It's essentially life support for the heart and lungs and can be a startling sight for the novice. In the ensuing months, Brim knew if the pandemic reached Utah, she and her colleagues will be called upon to help fight the respiratory virus. But as the winter months moves towards early spring, Brim's battles were closer to home with the growing anxiety she saw in her community.

Nurse Brim: And then come March was like, okay, well, what's going to happen? And by, you know, I kind of refused to give into any anxiety or craze or worry about it for quite a while. Like didn't stock up my pantries, wasn't doing that. I was like, "I'm not going nuts at Costco. I am not buying toilet paper. It's fine. We're fine. I don't need all this food."

Stephen: And then things got real. Her husband was told to work remotely from home. Her daughter's school sent her home for the remainder of the semester. Brim's anxiety started to climb as she worried about bringing the virus home to her husband and daughter. She knew the Medical Intensive Care Unit, the MICU was on the frontline caring for COVID-19 positive patients. She also knew that sooner or later she will be part of that same fight.

On March the 18th, a 5.7 earthquake hit Salt Lake City, escalating Brim's anxiety. "Is this the apocalypse?" her husband jokingly asked her. Brim wasn't amused. Then several days later, she got the assignment she had been expecting. She was sent to the MICU to oversee care for the first COVID-19 positive patient her unit would work on, Justin Christiansen, a 42-year-old Iraqi war veteran from Grantsville, Utah.

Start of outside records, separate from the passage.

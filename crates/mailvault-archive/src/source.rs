//! Archive capability traits and the filesystem export backend.
//!
//! The ingestion engine only ever talks to the narrow traits below, so the
//! concrete container format stays swappable. The shipped backend,
//! [`FsArchive`], reads a mailbox export laid out as a directory tree:
//! sub-directories are folders and `*.eml` files are messages.
//!
//! Optionality is part of the contract: a merely-missing field is `None`,
//! never an error. Only structurally broken containers or entries error.

use crate::encoding::decode_base64_lenient;
use crate::error::{Error, Result};
use crate::header::Headers;
use crate::message::{Part, RawMessage};
use chrono::{DateTime, FixedOffset};
use std::fmt::Write as _;
use std::fs;
use std::path::{Path, PathBuf};

/// An openable mail-archive container.
pub trait ArchiveSource: Sized {
    /// Folder type exposed by this container.
    type Folder: ArchiveFolder;

    /// Opens the container at `path`.
    ///
    /// # Errors
    ///
    /// Returns [`Error::Open`] when the container is missing or unreadable.
    /// Corruption at open time is fatal for the whole run; there are no
    /// retries.
    fn open(path: &Path) -> Result<Self>;

    /// Returns the root folder of the container.
    ///
    /// # Errors
    ///
    /// Returns an error if the root cannot be enumerated.
    fn root_folder(&self) -> Result<Self::Folder>;

    /// Base name of the container, used as the source-archive label.
    fn name(&self) -> &str;

    /// Absolute path of the container.
    fn path(&self) -> &Path;
}

/// A folder within an archive: indexable messages and sub-folders.
pub trait ArchiveFolder: Sized {
    /// Message type exposed by this folder.
    type Message: ArchiveMessage;

    /// Folder display name, if the container records one.
    fn name(&self) -> Option<String>;

    /// Number of messages directly in this folder.
    fn message_count(&self) -> usize;

    /// Loads the message at `index`.
    ///
    /// # Errors
    ///
    /// Returns an error if that single entry is unreadable or structurally
    /// broken; siblings are unaffected.
    fn message(&self, index: usize) -> Result<Self::Message>;

    /// Number of direct sub-folders.
    fn sub_folder_count(&self) -> usize;

    /// Opens the sub-folder at `index`.
    ///
    /// # Errors
    ///
    /// Returns an error if that sub-folder cannot be enumerated.
    fn sub_folder(&self, index: usize) -> Result<Self>;
}

/// One message within an archive folder.
///
/// Every accessor is optional; archives routinely lack any of these fields.
pub trait ArchiveMessage {
    /// Attachment type exposed by this message.
    type Attachment: ArchiveAttachment;

    /// Message subject.
    fn subject(&self) -> Option<String>;
    /// Sender email address.
    fn sender_address(&self) -> Option<String>;
    /// Sender display name.
    fn sender_name(&self) -> Option<String>;
    /// To recipients as a display string.
    fn display_to(&self) -> Option<String>;
    /// Cc recipients as a display string.
    fn display_cc(&self) -> Option<String>;
    /// When the message was sent.
    fn sent_at(&self) -> Option<DateTime<FixedOffset>>;
    /// Raw transport-header blob.
    fn transport_headers(&self) -> Option<String>;
    /// Plain text body.
    fn plain_body(&self) -> Option<String>;
    /// HTML body.
    fn html_body(&self) -> Option<String>;
    /// Protocol-level message id (native field, not the header).
    fn internet_message_id(&self) -> Option<String>;
    /// Conversation-index token as a hex string.
    fn conversation_index(&self) -> Option<String>;

    /// Number of attachment slots on the message.
    fn attachment_count(&self) -> usize;

    /// Loads the attachment at `index`.
    ///
    /// # Errors
    ///
    /// Returns an error if that single slot is unreadable.
    fn attachment(&self, index: usize) -> Result<Self::Attachment>;
}

/// One attachment slot on a message.
pub trait ArchiveAttachment {
    /// Attachment filename.
    fn name(&self) -> Option<String>;
    /// Declared MIME type.
    fn mime_type(&self) -> Option<String>;
    /// Declared payload size, when the container records one.
    fn declared_size(&self) -> Option<u64>;
    /// Whether the archive marks the attachment inline.
    fn is_inline(&self) -> bool;
    /// Content-ID, when present.
    fn content_id(&self) -> Option<String>;

    /// Buffered read of the payload given a known size.
    ///
    /// # Errors
    ///
    /// Returns an error if the payload cannot be produced this way; callers
    /// fall back to [`ArchiveAttachment::data`].
    fn read_buffer(&self, size: u64) -> Result<Vec<u8>>;

    /// Direct in-memory payload, the second-tier access path.
    fn data(&self) -> Option<Vec<u8>>;
}

// ---------------------------------------------------------------------------
// Filesystem export backend
// ---------------------------------------------------------------------------

/// A mailbox export on disk: directories are folders, `*.eml` files are
/// messages.
#[derive(Debug)]
pub struct FsArchive {
    root: PathBuf,
    name: String,
}

impl ArchiveSource for FsArchive {
    type Folder = FsFolder;

    fn open(path: &Path) -> Result<Self> {
        if !path.is_dir() {
            return Err(Error::Open(format!(
                "archive not found or not a directory: {}",
                path.display()
            )));
        }
        let name = path
            .file_name()
            .map_or_else(|| "archive".to_string(), |n| n.to_string_lossy().into_owned());
        Ok(Self {
            root: path.to_path_buf(),
            name,
        })
    }

    fn root_folder(&self) -> Result<FsFolder> {
        FsFolder::scan(&self.root, None)
    }

    fn name(&self) -> &str {
        &self.name
    }

    fn path(&self) -> &Path {
        &self.root
    }
}

/// A directory acting as an archive folder.
#[derive(Debug)]
pub struct FsFolder {
    name: Option<String>,
    message_paths: Vec<PathBuf>,
    sub_folder_paths: Vec<PathBuf>,
}

impl FsFolder {
    fn scan(path: &Path, name: Option<String>) -> Result<Self> {
        let entries = fs::read_dir(path)
            .map_err(|e| Error::Folder(format!("{}: {e}", path.display())))?;

        let mut message_paths = Vec::new();
        let mut sub_folder_paths = Vec::new();
        for entry in entries {
            let entry = entry.map_err(|e| Error::Folder(format!("{}: {e}", path.display())))?;
            let entry_path = entry.path();
            if entry_path.is_dir() {
                sub_folder_paths.push(entry_path);
            } else if entry_path
                .extension()
                .is_some_and(|ext| ext.eq_ignore_ascii_case("eml"))
            {
                message_paths.push(entry_path);
            }
        }

        // Deterministic traversal order regardless of directory listing order
        message_paths.sort();
        sub_folder_paths.sort();

        Ok(Self {
            name,
            message_paths,
            sub_folder_paths,
        })
    }
}

impl ArchiveFolder for FsFolder {
    type Message = FsMessage;

    fn name(&self) -> Option<String> {
        self.name.clone()
    }

    fn message_count(&self) -> usize {
        self.message_paths.len()
    }

    fn message(&self, index: usize) -> Result<FsMessage> {
        let path = self
            .message_paths
            .get(index)
            .ok_or_else(|| Error::Malformed(format!("no message at index {index}")))?;
        let raw = fs::read(path)?;
        let message = RawMessage::parse(&raw)?;
        Ok(FsMessage::new(message))
    }

    fn sub_folder_count(&self) -> usize {
        self.sub_folder_paths.len()
    }

    fn sub_folder(&self, index: usize) -> Result<Self> {
        let path = self
            .sub_folder_paths
            .get(index)
            .ok_or_else(|| Error::Folder(format!("no sub-folder at index {index}")))?;
        let name = path
            .file_name()
            .map(|n| n.to_string_lossy().into_owned());
        Self::scan(path, name)
    }
}

/// A parsed `.eml` message.
#[derive(Debug)]
pub struct FsMessage {
    message: RawMessage,
    attachments: Vec<Part>,
}

impl FsMessage {
    fn new(message: RawMessage) -> Self {
        let attachments = message
            .attachment_parts()
            .into_iter()
            .cloned()
            .collect();
        Self {
            message,
            attachments,
        }
    }

    fn headers(&self) -> &Headers {
        &self.message.headers
    }
}

impl ArchiveMessage for FsMessage {
    type Attachment = FsAttachment;

    fn subject(&self) -> Option<String> {
        self.headers().get_decoded("subject")
    }

    fn sender_address(&self) -> Option<String> {
        self.headers()
            .get("from")
            .and_then(|v| parse_mailbox(v).0)
    }

    fn sender_name(&self) -> Option<String> {
        self.headers()
            .get_decoded("from")
            .and_then(|v| parse_mailbox(&v).1)
    }

    fn display_to(&self) -> Option<String> {
        self.headers().get_decoded("to")
    }

    fn display_cc(&self) -> Option<String> {
        self.headers().get_decoded("cc")
    }

    fn sent_at(&self) -> Option<DateTime<FixedOffset>> {
        self.headers()
            .get("date")
            .and_then(|v| DateTime::parse_from_rfc2822(v.trim()).ok())
    }

    fn transport_headers(&self) -> Option<String> {
        Some(self.message.raw_headers.clone())
    }

    fn plain_body(&self) -> Option<String> {
        self.message.plain_body()
    }

    fn html_body(&self) -> Option<String> {
        self.message.html_body()
    }

    fn internet_message_id(&self) -> Option<String> {
        // Exports carry the id only as a header; there is no separate native
        // field the way PST property sets have.
        self.headers().get("message-id").map(ToString::to_string)
    }

    fn conversation_index(&self) -> Option<String> {
        let raw = self.headers().get("thread-index")?;
        let bytes = decode_base64_lenient(raw.trim()).ok()?;
        let mut hex = String::with_capacity(bytes.len() * 2);
        for byte in &bytes {
            let _ = write!(hex, "{byte:02x}");
        }
        Some(hex)
    }

    fn attachment_count(&self) -> usize {
        self.attachments.len()
    }

    fn attachment(&self, index: usize) -> Result<FsAttachment> {
        let part = self
            .attachments
            .get(index)
            .ok_or_else(|| Error::Attachment(format!("no attachment at index {index}")))?;
        Ok(FsAttachment { part: part.clone() })
    }
}

/// An attachment part of a parsed `.eml` message.
#[derive(Debug)]
pub struct FsAttachment {
    part: Part,
}

impl ArchiveAttachment for FsAttachment {
    fn name(&self) -> Option<String> {
        self.part.filename()
    }

    fn mime_type(&self) -> Option<String> {
        Some(self.part.content_type().essence())
    }

    fn declared_size(&self) -> Option<u64> {
        // The export format does not record a size separate from the payload.
        None
    }

    fn is_inline(&self) -> bool {
        self.part.is_inline()
    }

    fn content_id(&self) -> Option<String> {
        self.part.content_id()
    }

    fn read_buffer(&self, _size: u64) -> Result<Vec<u8>> {
        self.part.decode_body()
    }

    fn data(&self) -> Option<Vec<u8>> {
        self.part.decode_body().ok()
    }
}

/// Splits an RFC-ish mailbox string into (address, display name).
///
/// `"Jane Doe <jane@example.com>"` yields both; a bare address yields only
/// the address.
fn parse_mailbox(value: &str) -> (Option<String>, Option<String>) {
    let value = value.trim();
    if let Some(open) = value.find('<') {
        let close = value.rfind('>').unwrap_or(value.len());
        let address = value[open + 1..close].trim();
        let name = value[..open].trim().trim_matches('"').trim();
        (
            (!address.is_empty()).then(|| address.to_string()),
            (!name.is_empty()).then(|| name.to_string()),
        )
    } else if value.contains('@') {
        (Some(value.to_string()), None)
    } else {
        (None, (!value.is_empty()).then(|| value.to_string()))
    }
}

#[cfg(test)]
#[allow(clippy::unwrap_used)]
mod tests {
    use super::*;
    use std::fs;

    fn write_eml(dir: &Path, name: &str, body: &str) {
        fs::write(dir.join(name), body).unwrap();
    }

    #[test]
    fn test_open_missing_archive_is_fatal() {
        let result = FsArchive::open(Path::new("/nonexistent/archive"));
        assert!(matches!(result, Err(Error::Open(_))));
    }

    #[test]
    fn test_folder_tree_enumeration() {
        let dir = tempfile::tempdir().unwrap();
        write_eml(
            dir.path(),
            "one.eml",
            "From: a@example.com\r\nSubject: Root message\r\n\r\nhi",
        );
        let inbox = dir.path().join("Inbox");
        fs::create_dir(&inbox).unwrap();
        write_eml(
            &inbox,
            "two.eml",
            "From: b@example.com\r\nSubject: Nested\r\n\r\nhello",
        );
        // Non-message files are ignored
        fs::write(dir.path().join("notes.txt"), "not a message").unwrap();

        let archive = FsArchive::open(dir.path()).unwrap();
        let root = archive.root_folder().unwrap();
        assert_eq!(root.message_count(), 1);
        assert_eq!(root.sub_folder_count(), 1);

        let sub = root.sub_folder(0).unwrap();
        assert_eq!(sub.name().unwrap(), "Inbox");
        assert_eq!(sub.message_count(), 1);

        let message = sub.message(0).unwrap();
        assert_eq!(message.subject().unwrap(), "Nested");
        assert_eq!(message.sender_address().unwrap(), "b@example.com");
    }

    #[test]
    fn test_garbage_message_errors_without_poisoning_folder() {
        let dir = tempfile::tempdir().unwrap();
        fs::write(dir.path().join("bad.eml"), [0u8, 1, 2, 3]).unwrap();
        write_eml(
            dir.path(),
            "good.eml",
            "From: a@example.com\r\nSubject: Fine\r\n\r\nok",
        );

        let archive = FsArchive::open(dir.path()).unwrap();
        let root = archive.root_folder().unwrap();
        assert_eq!(root.message_count(), 2);
        assert!(root.message(0).is_err()); // bad.eml sorts first
        assert!(root.message(1).is_ok());
    }

    #[test]
    fn test_message_optional_fields_absent() {
        let dir = tempfile::tempdir().unwrap();
        write_eml(dir.path(), "sparse.eml", "X-Anything: at all\r\n\r\n");

        let archive = FsArchive::open(dir.path()).unwrap();
        let message = archive.root_folder().unwrap().message(0).unwrap();
        assert!(message.subject().is_none());
        assert!(message.sender_address().is_none());
        assert!(message.sent_at().is_none());
        assert!(message.conversation_index().is_none());
        assert_eq!(message.attachment_count(), 0);
    }

    #[test]
    fn test_conversation_index_hex() {
        let dir = tempfile::tempdir().unwrap();
        write_eml(
            dir.path(),
            "conv.eml",
            "Subject: t\r\nThread-Index: AQHZAQ==\r\n\r\n",
        );

        let archive = FsArchive::open(dir.path()).unwrap();
        let message = archive.root_folder().unwrap().message(0).unwrap();
        assert_eq!(message.conversation_index().unwrap(), "0101d901");
    }

    #[test]
    fn test_parse_mailbox() {
        assert_eq!(
            parse_mailbox("Jane Doe <jane@example.com>"),
            (
                Some("jane@example.com".to_string()),
                Some("Jane Doe".to_string())
            )
        );
        assert_eq!(
            parse_mailbox("jane@example.com"),
            (Some("jane@example.com".to_string()), None)
        );
        assert_eq!(parse_mailbox(""), (None, None));
    }
}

Justin was on DV ECMO, which was supporting his ailing lungs by pumping out his blood from a large vein in his neck, oxygenating it, and ventilating the CO2, then pumping it back into the same vein. That's what the VV means. Veno-venous, using the same vein. This gives lungs brutalized by both the virus and the medical treatment trying to defeat it a chance to rest. But Justin's oxygenator box needed to be replaced, which meant the life-saving tubes in his neck had to be clamped. With the VV ECMO clamped, oxygenated blood was no longer circulating to his lungs, which were drowning in thick secretions from the virus.

Nurse Brim: So we were up there in a foreign land of MICU corner pocket, negative pressure room, and I wasn't in there, so I was the charge nurse. So I stood at the doorway and like did a lot of looking in and answering questions for the nurse and passing in supplies. And because the second they put in that ECMO, it's us. And the MICU is great and they want to help, but they're like, "This is not what we do. This is what you do." And our team to our doctors take over taking care of them.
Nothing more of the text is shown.